Bacon v. Edwards
Decision Date | 08 April 1975 |
Docket Number | No. 29559,29559 |
Parties | Ollie BACON et al. v. Dorsey EDWARDS et al. |
Court | Georgia Supreme Court |
Elkins, Flournoy & Garner, T. M. Flournoy, Jr., Columbus, for appellants.
T. Edward Tante, IV, Vincent P. McCauley, Columbus, for appellees.
Syllabus Opinion by the Court
This is an appeal from a judgment based on a jury verdict that permanently enjoined appellants from violating restrictive covenants in a subdivision. The only issue on appeal is whether a judgment in favor of the appellees was barred by laches.
The judgment appealed from reads:
'Now it is ordered, adjudged and decreed that the defendants, Ollie Bacon and Eddie Bacon are hereby permanently enjoined from allowing that certain building presently on lot 2, block (d), Lokey Estates Subdivision, Columbus, Georgia, to remain on the said property, since the same building has been found to be in violation with the covenants and restrictions applicable to lots located in the said subdivision, said covenants and restrictions being set forth on a map and plat of the said subdivision recorded in Deed Book 35, pp. 90-A and 90-B in the office of the Clerk of the Superior Court of Muscogee County, Georgia.'
Appellees own a house and lot in a subdivision, and appellants own a lot which is adjacent to that of the appellees. On May 17, 1974, the appellees filed their complaint seeking to enjoin the appellants from violating restrictive covenants applicable to the lot adjacent to them.

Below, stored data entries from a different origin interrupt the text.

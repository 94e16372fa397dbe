//! MCP tools implementation
//!
//! Defines and implements the tools that expose object storage to the host

use crate::mcp::protocol::{CallToolResult, Tool};
use crate::storage::StorageManager;
use serde::de::DeserializeOwned;
use serde::{Deserialize, Serialize};
use serde_json::Value;
use std::path::PathBuf;
use std::sync::Arc;
use tracing::{error, info};

pub const UPLOAD_FILE: &str = "upload_file";
pub const GET_FILE_INFO: &str = "get_file_info";
pub const DOWNLOAD_FILE: &str = "download_file";
pub const POST_JOB_DESCRIPTION: &str = "post-job-description";

const POSTED_MESSAGE: &str = "Job description posted to LinkedIn successfully!";

/// Get all tool definitions
pub fn get_tool_definitions() -> Vec<Tool> {
    vec![
        Tool {
            name: UPLOAD_FILE.to_string(),
            description: "Upload a local file to object storage. The file is stored under a new unique key that keeps the original extension; returns the key, status and storage location.".to_string(),
            input_schema: serde_json::json!({
                "type": "object",
                "properties": {
                    "file_path": {
                        "type": "string",
                        "description": "Absolute path to the local file"
                    }
                },
                "required": ["file_path"]
            }),
        },
        Tool {
            name: GET_FILE_INFO.to_string(),
            description: "Get metadata (size, content type, last modified) for a stored object without downloading it. Reports exists=false when nothing is stored under the key.".to_string(),
            input_schema: serde_json::json!({
                "type": "object",
                "properties": {
                    "file_key": {
                        "type": "string",
                        "description": "Key of the stored object"
                    }
                },
                "required": ["file_key"]
            }),
        },
        Tool {
            name: DOWNLOAD_FILE.to_string(),
            description: "Download a stored object to a local path, overwriting any existing file there.".to_string(),
            input_schema: serde_json::json!({
                "type": "object",
                "properties": {
                    "file_key": {
                        "type": "string",
                        "description": "Key of the stored object"
                    },
                    "destination_path": {
                        "type": "string",
                        "description": "Local path to write the object to"
                    }
                },
                "required": ["file_key", "destination_path"]
            }),
        },
        Tool {
            name: POST_JOB_DESCRIPTION.to_string(),
            description: "Posts a job description to LinkedIn".to_string(),
            input_schema: serde_json::json!({
                "type": "object",
                "properties": {
                    "job_description": {
                        "type": "string",
                        "description": "Full text of the job description"
                    }
                },
                "required": ["job_description"]
            }),
        },
    ]
}

/// Call a tool by name
pub async fn call_tool(
    name: &str,
    arguments: Option<Value>,
    storage: Arc<StorageManager>,
) -> CallToolResult {
    let args = arguments.unwrap_or(Value::Null);

    match name {
        UPLOAD_FILE => handle_upload_file(args, storage).await,
        GET_FILE_INFO => handle_get_file_info(args, storage).await,
        DOWNLOAD_FILE => handle_download_file(args, storage).await,
        POST_JOB_DESCRIPTION => handle_post_job_description(args),
        _ => CallToolResult::error(format!("Unknown tool: {}", name)),
    }
}

fn parse_args<T: DeserializeOwned>(args: Value) -> Result<T, CallToolResult> {
    serde_json::from_value(args)
        .map_err(|e| CallToolResult::error(format!("Invalid arguments: {}", e)))
}

fn json_result<T: Serialize>(value: &T) -> CallToolResult {
    match serde_json::to_string_pretty(value) {
        Ok(text) => CallToolResult::text(text),
        Err(e) => CallToolResult::error(format!("Error: {}", e)),
    }
}

#[derive(Debug, Deserialize)]
struct UploadFileArgs {
    file_path: String,
}

async fn handle_upload_file(args: Value, storage: Arc<StorageManager>) -> CallToolResult {
    let args: UploadFileArgs = match parse_args(args) {
        Ok(a) => a,
        Err(result) => return result,
    };

    match storage.upload(&PathBuf::from(&args.file_path)).await {
        Ok(result) => json_result(&result),
        Err(e) => {
            error!("upload_file error: {}", e);
            CallToolResult::error(format!("Error: {}", e))
        }
    }
}

#[derive(Debug, Deserialize)]
struct GetFileInfoArgs {
    file_key: String,
}

async fn handle_get_file_info(args: Value, storage: Arc<StorageManager>) -> CallToolResult {
    let args: GetFileInfoArgs = match parse_args(args) {
        Ok(a) => a,
        Err(result) => return result,
    };

    match storage.get_info(&args.file_key).await {
        Ok(info) => json_result(&info),
        Err(e) => {
            error!("get_file_info error: {}", e);
            CallToolResult::error(format!("Error: {}", e))
        }
    }
}

#[derive(Debug, Deserialize)]
struct DownloadFileArgs {
    file_key: String,
    destination_path: String,
}

async fn handle_download_file(args: Value, storage: Arc<StorageManager>) -> CallToolResult {
    let args: DownloadFileArgs = match parse_args(args) {
        Ok(a) => a,
        Err(result) => return result,
    };

    match storage
        .download(&args.file_key, &PathBuf::from(&args.destination_path))
        .await
    {
        Ok(result) => json_result(&result),
        Err(e) => {
            error!("download_file error: {}", e);
            CallToolResult::error(format!("Error: {}", e))
        }
    }
}

#[derive(Debug, Deserialize)]
struct PostJobDescriptionArgs {
    job_description: String,
}

fn handle_post_job_description(args: Value) -> CallToolResult {
    let args: PostJobDescriptionArgs = match parse_args(args) {
        Ok(a) => a,
        Err(result) => return result,
    };

    // stdout carries the protocol, so the "post" only goes to the log
    info!("Posting to LinkedIn: {}", args.job_description);
    CallToolResult::text(POSTED_MESSAGE)
}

A temporary restraining order was granted and was continued as an interlocutory injunction. The appellants presented several defenses in responsive pleadings, including the defense of laches. The case was then tried before a jury; appellants moved for a directed verdict on laches, but this motion was denied; the jury returned a verdict for appellees; the judgment set forth above was entered on the verdict; and a motion for a new trial was denied by the trial judge.
Appellants have enumerated three errors under which they argue only one point: The evidence shows laches as a matter of law so that a verdict should have been directed in their favor.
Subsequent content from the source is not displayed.